Work instructions:
When you reach the line that contains "repository b2f6e41c81af59b9" in the data below, start reproducing lines exactly, and stop after the line that contains "filename asincheck-common/src/time.rs".

Provided records:
__________________________________________________

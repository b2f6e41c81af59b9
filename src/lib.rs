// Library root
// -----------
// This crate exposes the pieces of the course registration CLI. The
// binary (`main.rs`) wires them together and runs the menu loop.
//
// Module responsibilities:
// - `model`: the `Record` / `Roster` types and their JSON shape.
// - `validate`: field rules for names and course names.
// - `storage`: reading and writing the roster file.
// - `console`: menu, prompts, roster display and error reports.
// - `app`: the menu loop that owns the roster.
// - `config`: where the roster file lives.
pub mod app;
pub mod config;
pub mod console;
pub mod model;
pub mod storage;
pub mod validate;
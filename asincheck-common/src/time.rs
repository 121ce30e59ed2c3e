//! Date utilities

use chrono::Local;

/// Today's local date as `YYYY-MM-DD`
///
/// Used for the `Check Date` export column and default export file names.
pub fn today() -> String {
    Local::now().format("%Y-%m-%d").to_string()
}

__________________________________________________

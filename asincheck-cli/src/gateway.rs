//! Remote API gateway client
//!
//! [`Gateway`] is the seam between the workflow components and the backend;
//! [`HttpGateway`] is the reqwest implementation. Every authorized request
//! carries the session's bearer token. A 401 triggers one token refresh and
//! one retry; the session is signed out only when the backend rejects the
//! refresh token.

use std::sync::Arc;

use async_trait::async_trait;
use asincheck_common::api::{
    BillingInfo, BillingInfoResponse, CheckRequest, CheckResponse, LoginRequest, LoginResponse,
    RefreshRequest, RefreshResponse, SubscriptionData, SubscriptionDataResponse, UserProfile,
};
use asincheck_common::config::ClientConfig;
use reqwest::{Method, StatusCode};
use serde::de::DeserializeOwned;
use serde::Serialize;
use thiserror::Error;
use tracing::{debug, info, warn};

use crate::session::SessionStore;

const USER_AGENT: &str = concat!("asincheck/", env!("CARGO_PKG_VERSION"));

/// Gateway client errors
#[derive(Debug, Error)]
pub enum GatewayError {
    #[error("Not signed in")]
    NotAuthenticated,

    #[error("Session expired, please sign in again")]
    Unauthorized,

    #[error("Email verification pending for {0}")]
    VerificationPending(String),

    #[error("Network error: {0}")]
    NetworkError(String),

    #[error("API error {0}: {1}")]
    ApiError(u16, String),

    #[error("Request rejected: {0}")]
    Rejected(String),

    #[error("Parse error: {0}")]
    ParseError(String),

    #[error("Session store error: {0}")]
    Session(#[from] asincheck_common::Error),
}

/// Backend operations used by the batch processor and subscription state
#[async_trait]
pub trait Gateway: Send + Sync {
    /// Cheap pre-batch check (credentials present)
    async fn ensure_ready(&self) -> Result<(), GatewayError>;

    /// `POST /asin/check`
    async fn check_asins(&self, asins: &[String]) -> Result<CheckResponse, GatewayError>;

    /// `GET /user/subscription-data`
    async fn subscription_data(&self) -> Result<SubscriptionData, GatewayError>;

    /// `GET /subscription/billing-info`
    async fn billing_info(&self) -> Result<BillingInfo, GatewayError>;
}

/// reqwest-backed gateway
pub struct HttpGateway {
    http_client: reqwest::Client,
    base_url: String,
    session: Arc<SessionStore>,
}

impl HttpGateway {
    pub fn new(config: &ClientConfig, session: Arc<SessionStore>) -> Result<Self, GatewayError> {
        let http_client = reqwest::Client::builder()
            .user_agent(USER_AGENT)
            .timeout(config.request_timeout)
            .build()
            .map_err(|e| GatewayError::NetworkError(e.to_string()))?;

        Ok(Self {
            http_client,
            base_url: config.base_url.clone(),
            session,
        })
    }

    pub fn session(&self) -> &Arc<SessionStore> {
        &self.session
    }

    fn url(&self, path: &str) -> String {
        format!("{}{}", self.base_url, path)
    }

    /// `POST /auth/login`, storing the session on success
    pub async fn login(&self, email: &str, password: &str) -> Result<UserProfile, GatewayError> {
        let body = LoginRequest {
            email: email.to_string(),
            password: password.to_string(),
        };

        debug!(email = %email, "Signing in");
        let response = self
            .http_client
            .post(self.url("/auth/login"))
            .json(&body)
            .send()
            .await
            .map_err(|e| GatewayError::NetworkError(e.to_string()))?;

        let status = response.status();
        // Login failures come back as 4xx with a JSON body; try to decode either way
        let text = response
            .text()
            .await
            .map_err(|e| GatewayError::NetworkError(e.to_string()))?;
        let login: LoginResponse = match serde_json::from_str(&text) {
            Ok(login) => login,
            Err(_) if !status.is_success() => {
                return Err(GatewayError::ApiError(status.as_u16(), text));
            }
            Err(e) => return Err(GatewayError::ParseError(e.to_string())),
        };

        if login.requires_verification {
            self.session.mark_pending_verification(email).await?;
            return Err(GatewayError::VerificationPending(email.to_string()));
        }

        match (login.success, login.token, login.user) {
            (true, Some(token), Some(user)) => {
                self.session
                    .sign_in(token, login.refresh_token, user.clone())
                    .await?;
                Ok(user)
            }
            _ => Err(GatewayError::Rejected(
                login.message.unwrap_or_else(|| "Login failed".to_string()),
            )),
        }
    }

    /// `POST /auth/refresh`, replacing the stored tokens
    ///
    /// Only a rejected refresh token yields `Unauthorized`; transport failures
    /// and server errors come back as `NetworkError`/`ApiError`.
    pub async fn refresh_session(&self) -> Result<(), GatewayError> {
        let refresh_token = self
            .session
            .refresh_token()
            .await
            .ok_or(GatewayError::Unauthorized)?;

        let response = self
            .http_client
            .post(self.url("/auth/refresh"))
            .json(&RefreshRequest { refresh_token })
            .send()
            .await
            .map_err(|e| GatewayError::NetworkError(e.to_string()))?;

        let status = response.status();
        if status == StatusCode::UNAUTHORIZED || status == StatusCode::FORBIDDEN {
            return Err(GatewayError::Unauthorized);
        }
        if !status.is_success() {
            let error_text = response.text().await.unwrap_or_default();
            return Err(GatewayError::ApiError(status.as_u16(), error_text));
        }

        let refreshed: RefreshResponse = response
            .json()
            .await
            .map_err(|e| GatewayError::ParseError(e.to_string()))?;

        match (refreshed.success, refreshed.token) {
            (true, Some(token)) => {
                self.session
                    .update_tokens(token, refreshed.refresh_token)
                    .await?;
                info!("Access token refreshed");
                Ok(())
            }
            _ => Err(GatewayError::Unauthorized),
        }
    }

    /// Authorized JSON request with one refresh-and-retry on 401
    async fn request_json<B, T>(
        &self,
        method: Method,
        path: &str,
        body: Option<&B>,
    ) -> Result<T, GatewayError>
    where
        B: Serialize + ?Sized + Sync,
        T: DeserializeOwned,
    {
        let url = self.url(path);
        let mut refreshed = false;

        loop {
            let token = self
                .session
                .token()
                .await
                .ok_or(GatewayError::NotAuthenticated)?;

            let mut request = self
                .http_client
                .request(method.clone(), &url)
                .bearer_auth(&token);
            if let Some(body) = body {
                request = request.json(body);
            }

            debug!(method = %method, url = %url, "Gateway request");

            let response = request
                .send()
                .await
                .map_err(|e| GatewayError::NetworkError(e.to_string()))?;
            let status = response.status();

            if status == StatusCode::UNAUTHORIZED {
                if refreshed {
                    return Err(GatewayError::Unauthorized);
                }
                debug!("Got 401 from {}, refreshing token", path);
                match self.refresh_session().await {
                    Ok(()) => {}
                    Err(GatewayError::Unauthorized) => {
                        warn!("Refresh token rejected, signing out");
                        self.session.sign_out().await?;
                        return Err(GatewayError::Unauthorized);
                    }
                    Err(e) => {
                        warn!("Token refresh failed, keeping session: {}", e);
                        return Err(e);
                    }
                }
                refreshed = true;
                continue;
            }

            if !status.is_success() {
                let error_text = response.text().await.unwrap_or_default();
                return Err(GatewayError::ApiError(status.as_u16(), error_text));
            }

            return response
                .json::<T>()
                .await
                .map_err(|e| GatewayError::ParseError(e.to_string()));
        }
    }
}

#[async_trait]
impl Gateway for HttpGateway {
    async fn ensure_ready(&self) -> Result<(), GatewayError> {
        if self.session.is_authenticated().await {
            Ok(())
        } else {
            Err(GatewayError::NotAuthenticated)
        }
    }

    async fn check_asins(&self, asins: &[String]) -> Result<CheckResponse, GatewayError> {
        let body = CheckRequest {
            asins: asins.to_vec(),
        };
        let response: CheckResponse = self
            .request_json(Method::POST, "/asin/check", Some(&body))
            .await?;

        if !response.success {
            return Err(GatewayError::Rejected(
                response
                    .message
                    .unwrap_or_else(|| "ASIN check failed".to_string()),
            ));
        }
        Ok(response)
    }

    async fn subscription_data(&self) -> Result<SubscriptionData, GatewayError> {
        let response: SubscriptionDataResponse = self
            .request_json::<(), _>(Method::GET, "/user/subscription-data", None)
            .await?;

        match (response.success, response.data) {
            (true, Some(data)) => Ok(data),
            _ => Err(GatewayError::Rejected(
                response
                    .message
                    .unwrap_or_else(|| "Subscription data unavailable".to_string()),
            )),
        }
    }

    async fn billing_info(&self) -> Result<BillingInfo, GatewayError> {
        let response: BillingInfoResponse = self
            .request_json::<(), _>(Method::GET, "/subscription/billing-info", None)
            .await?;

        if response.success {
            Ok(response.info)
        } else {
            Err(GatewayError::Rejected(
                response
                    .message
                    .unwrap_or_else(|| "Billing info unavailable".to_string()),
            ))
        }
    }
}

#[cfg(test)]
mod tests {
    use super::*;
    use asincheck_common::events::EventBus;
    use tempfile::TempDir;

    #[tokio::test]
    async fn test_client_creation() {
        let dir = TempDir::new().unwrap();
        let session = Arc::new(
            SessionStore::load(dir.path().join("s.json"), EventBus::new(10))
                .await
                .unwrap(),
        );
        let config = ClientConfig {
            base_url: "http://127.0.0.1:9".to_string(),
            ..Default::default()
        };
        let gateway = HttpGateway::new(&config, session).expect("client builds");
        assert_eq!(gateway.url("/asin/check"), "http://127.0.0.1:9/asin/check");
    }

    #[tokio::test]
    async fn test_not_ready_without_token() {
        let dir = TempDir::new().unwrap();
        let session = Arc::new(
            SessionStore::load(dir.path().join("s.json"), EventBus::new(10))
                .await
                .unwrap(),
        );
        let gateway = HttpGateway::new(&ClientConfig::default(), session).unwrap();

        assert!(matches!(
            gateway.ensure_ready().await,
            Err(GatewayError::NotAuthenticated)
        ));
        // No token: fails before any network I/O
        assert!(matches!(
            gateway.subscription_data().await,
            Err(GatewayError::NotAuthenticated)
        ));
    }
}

__________________________________________________

Reply to the exercise:
repository b2f6e41c81af59b9
filename src/lib.rs
// Library root
// -----------
// This crate exposes the pieces of the course registration CLI. The
// binary (`main.rs`) wires them together and runs the menu loop.
//
// Module responsibilities:
// - `model`: the `Record` / `Roster` types and their JSON shape.
// - `validate`: field rules for names and course names.
// - `storage`: reading and writing the roster file.
// - `console`: menu, prompts, roster display and error reports.
// - `app`: the menu loop that owns the roster.
// - `config`: where the roster file lives.
pub mod app;
pub mod config;
pub mod console;
pub mod model;
pub mod storage;
pub mod validate;
filename asincheck-common/src/time.rs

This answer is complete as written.